- _AIM OF THE EXERCISE_: Pick every line out of the entries below that holds the string "empty", and report them.

- _RECORDS SUPPLIED_:
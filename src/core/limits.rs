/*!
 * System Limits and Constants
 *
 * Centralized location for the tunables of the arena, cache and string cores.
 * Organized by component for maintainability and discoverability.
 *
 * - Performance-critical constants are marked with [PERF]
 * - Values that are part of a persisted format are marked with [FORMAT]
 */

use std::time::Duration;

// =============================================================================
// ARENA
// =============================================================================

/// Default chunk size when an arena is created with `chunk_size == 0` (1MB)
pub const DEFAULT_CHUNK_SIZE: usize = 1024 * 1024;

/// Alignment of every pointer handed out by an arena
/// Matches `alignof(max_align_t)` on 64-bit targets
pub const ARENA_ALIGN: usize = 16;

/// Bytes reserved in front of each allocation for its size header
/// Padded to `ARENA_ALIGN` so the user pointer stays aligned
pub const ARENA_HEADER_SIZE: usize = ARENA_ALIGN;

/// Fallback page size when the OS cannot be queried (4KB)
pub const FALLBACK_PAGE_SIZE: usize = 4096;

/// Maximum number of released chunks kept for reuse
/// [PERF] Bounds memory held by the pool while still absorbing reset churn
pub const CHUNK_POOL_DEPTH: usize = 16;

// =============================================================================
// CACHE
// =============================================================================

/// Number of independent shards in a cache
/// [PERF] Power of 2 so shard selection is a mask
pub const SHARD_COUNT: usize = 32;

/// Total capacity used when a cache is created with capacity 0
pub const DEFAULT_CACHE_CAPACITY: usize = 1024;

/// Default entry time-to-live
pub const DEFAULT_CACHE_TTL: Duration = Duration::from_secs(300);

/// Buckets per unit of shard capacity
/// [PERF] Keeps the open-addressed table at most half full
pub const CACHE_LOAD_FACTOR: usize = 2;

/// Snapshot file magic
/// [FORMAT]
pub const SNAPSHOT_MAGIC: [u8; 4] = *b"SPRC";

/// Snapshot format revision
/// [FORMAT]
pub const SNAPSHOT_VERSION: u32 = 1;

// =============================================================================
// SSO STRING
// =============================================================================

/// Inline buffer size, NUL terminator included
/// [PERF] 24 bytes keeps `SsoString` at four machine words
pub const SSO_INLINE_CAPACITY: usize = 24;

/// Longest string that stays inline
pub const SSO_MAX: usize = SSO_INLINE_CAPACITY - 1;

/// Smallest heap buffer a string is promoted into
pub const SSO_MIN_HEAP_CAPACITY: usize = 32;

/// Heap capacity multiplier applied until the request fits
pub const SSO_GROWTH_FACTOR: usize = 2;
---
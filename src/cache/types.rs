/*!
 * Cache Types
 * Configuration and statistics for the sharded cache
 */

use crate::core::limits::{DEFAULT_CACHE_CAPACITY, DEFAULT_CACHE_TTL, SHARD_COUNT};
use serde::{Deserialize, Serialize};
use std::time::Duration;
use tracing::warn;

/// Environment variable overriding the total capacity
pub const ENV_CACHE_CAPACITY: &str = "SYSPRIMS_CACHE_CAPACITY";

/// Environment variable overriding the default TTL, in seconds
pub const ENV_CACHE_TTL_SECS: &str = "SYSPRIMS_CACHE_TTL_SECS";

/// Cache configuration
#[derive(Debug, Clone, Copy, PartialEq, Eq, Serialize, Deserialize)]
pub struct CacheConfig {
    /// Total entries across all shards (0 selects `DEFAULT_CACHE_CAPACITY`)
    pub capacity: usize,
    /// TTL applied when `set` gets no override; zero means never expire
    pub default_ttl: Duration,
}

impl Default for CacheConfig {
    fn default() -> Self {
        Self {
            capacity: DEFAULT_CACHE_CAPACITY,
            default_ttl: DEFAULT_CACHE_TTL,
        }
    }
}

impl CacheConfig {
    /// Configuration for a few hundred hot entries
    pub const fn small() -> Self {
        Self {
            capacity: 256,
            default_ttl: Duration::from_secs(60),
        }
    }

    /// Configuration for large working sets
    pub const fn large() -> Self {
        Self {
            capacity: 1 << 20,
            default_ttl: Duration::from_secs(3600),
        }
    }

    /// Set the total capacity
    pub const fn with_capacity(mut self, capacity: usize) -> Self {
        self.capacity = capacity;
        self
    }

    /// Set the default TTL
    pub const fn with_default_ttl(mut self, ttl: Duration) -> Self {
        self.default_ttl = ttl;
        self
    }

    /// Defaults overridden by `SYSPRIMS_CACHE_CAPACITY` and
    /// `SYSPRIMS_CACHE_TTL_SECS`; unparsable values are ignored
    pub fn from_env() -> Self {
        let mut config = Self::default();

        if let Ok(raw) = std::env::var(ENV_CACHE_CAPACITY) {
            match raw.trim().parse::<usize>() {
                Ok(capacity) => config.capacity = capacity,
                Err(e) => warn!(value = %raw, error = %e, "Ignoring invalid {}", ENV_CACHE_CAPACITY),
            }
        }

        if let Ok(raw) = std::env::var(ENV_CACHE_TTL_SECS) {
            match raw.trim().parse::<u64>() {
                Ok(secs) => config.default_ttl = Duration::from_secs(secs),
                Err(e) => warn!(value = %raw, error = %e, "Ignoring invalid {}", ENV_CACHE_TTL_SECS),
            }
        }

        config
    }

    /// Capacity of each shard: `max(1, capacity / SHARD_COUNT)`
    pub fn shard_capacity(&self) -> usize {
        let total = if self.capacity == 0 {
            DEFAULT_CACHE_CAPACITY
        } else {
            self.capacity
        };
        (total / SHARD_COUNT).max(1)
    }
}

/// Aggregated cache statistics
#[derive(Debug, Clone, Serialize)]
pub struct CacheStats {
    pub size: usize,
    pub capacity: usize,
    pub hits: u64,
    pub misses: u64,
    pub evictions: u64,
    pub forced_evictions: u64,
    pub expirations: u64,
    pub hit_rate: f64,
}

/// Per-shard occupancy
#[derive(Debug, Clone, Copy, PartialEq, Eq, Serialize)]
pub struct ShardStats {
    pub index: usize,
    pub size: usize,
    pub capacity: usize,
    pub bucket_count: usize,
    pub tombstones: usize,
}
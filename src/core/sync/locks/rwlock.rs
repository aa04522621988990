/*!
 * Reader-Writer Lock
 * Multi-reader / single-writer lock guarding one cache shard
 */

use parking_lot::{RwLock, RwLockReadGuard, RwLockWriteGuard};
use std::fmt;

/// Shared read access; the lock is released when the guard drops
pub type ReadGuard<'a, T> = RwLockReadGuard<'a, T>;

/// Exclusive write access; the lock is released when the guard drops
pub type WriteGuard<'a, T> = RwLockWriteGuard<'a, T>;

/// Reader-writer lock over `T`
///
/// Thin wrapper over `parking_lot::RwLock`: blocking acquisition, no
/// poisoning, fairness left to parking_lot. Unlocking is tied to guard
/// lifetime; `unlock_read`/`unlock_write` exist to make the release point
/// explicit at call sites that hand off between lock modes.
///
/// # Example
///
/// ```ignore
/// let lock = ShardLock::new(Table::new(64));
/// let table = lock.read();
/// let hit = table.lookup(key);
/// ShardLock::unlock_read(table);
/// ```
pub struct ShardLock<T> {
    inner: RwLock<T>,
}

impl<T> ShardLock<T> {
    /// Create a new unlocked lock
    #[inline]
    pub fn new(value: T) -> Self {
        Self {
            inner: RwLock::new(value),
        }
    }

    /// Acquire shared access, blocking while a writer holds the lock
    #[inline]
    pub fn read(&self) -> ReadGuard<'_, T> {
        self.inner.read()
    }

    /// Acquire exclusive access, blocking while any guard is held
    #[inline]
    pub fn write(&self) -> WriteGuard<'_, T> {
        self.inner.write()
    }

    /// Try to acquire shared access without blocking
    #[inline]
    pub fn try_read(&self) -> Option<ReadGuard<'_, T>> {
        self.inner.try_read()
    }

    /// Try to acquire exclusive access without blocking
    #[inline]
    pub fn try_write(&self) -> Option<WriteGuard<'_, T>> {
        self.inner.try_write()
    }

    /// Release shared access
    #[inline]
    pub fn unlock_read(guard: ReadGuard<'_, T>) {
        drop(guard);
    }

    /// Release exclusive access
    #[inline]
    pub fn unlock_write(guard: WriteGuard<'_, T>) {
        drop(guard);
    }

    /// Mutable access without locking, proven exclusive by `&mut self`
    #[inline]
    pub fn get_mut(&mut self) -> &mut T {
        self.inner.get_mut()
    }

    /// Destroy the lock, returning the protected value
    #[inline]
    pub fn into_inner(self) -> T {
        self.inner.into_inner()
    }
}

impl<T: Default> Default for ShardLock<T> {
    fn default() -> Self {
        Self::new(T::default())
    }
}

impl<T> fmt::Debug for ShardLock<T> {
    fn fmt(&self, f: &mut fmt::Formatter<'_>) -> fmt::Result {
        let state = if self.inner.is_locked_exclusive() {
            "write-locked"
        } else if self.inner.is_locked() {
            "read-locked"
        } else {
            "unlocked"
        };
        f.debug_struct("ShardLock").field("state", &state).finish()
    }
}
* * *
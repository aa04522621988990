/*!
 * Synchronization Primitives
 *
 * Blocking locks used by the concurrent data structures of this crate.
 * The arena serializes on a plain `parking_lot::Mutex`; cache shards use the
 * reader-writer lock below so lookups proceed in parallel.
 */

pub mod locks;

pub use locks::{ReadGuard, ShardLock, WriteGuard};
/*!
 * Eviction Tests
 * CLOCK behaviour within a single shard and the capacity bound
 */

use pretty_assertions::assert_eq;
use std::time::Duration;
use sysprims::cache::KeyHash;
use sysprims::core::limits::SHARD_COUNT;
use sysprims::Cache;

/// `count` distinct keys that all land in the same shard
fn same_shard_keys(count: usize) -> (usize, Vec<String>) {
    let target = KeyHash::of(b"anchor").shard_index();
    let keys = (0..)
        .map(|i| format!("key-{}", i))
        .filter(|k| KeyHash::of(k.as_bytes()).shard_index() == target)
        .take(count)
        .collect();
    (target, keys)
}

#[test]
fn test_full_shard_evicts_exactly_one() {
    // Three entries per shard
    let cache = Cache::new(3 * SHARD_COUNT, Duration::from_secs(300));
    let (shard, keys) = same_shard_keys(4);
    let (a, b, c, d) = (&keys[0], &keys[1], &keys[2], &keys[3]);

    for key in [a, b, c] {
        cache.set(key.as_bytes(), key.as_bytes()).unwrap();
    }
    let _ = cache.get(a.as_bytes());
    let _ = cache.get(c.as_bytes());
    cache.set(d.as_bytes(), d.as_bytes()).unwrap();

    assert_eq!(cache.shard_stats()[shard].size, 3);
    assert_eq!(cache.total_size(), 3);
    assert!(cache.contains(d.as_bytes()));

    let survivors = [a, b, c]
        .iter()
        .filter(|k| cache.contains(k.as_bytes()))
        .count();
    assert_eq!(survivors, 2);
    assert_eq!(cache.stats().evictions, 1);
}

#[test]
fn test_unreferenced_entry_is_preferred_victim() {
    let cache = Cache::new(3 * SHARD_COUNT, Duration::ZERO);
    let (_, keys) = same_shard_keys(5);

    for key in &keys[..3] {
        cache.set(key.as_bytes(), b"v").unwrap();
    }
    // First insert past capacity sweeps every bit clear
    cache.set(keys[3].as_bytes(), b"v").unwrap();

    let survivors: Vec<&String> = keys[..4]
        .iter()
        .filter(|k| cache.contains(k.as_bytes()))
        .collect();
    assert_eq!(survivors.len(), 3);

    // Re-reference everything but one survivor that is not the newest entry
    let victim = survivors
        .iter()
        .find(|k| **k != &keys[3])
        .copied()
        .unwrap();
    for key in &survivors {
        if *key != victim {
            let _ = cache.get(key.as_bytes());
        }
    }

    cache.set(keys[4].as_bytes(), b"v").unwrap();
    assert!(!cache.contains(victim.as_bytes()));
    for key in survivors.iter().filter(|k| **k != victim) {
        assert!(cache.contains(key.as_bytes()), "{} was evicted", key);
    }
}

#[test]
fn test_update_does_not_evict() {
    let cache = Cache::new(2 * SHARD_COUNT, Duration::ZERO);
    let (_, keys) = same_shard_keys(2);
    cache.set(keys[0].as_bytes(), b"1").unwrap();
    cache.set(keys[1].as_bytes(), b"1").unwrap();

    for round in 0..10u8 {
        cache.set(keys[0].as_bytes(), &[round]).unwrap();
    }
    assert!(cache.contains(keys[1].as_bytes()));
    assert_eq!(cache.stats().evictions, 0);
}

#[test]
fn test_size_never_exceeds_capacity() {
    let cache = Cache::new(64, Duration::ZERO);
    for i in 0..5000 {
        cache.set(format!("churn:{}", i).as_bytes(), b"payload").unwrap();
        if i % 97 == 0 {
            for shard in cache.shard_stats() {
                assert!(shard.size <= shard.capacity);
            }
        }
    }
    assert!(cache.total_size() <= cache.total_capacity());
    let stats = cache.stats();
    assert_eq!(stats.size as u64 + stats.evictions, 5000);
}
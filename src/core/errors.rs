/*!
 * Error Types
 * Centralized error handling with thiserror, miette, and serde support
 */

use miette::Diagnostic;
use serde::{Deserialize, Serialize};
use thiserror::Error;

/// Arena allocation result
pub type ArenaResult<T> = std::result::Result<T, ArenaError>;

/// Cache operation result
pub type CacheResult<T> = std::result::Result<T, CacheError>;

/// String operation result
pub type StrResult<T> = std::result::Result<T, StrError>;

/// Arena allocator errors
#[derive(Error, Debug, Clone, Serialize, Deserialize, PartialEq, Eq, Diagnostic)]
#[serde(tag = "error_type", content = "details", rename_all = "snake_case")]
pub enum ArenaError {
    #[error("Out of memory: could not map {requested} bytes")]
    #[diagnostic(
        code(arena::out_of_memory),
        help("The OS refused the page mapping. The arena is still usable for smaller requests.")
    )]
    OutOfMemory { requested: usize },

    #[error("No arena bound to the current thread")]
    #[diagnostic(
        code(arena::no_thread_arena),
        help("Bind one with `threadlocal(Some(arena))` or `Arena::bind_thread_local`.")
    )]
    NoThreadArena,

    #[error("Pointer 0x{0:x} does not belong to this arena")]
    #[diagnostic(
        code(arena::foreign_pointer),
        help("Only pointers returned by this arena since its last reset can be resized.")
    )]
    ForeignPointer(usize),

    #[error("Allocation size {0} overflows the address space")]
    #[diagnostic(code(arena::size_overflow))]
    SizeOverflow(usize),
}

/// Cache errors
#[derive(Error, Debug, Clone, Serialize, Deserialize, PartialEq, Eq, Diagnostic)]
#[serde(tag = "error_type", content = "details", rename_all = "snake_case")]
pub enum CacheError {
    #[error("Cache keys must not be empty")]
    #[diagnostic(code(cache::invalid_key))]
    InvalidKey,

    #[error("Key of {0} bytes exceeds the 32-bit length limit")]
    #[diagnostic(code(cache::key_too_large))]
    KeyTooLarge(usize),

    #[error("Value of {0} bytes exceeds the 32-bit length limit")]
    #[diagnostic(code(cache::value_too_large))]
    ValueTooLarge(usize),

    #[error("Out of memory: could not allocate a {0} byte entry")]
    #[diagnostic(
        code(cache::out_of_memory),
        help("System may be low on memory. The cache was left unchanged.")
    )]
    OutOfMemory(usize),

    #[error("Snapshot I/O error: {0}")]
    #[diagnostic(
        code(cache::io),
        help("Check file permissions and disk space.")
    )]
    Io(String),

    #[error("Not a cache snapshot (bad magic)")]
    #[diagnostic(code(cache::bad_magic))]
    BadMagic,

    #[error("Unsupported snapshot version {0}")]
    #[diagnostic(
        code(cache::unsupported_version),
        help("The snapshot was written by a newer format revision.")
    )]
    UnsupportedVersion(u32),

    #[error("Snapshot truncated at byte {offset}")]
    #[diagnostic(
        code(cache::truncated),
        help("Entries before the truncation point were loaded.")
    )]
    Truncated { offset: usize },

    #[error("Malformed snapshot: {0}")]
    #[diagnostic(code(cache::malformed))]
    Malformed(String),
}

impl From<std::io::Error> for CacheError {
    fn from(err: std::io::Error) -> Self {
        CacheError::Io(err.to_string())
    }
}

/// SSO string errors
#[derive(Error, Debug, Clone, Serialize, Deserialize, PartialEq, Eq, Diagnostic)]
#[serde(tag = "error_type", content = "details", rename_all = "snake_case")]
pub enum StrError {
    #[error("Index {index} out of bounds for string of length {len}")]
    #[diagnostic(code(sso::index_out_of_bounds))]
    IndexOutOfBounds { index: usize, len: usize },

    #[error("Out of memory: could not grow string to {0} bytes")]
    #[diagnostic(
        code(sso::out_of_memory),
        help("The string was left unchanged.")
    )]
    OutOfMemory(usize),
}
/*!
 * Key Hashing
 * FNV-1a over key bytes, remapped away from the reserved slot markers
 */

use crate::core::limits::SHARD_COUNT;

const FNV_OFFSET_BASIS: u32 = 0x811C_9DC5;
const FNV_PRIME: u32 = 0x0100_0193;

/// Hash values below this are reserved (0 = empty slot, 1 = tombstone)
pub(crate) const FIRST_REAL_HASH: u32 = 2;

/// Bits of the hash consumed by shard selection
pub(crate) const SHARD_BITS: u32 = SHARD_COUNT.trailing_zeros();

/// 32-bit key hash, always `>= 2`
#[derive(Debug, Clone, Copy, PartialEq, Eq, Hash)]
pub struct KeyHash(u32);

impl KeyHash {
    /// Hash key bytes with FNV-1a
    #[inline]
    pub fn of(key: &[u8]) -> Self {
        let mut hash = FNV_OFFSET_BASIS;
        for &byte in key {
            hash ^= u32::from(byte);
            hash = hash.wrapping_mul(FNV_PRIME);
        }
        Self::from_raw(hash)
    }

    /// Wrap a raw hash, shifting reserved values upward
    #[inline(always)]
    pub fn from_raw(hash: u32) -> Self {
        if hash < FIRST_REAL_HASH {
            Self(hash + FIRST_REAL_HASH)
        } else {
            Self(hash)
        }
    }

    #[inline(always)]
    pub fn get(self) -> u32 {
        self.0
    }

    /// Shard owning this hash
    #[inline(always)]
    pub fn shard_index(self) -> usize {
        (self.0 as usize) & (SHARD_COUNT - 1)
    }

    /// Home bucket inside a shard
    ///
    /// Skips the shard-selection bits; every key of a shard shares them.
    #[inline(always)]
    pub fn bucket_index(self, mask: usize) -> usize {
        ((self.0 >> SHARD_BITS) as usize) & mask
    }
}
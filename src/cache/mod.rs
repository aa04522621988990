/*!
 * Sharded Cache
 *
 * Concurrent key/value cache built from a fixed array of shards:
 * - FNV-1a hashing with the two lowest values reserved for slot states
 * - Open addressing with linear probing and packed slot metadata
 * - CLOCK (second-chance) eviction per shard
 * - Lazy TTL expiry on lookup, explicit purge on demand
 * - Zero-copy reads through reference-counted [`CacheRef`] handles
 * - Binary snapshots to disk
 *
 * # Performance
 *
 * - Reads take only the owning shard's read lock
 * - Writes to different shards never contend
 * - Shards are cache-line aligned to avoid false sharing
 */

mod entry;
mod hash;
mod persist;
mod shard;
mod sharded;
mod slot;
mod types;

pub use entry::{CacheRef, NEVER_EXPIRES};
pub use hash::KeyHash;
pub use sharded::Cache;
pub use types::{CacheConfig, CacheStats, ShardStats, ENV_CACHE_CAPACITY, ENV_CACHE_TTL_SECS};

- _OUTPUT_:
    #[error("Cache keys must not be empty")]
/// Hash values below this are reserved (0 = empty slot, 1 = tombstone)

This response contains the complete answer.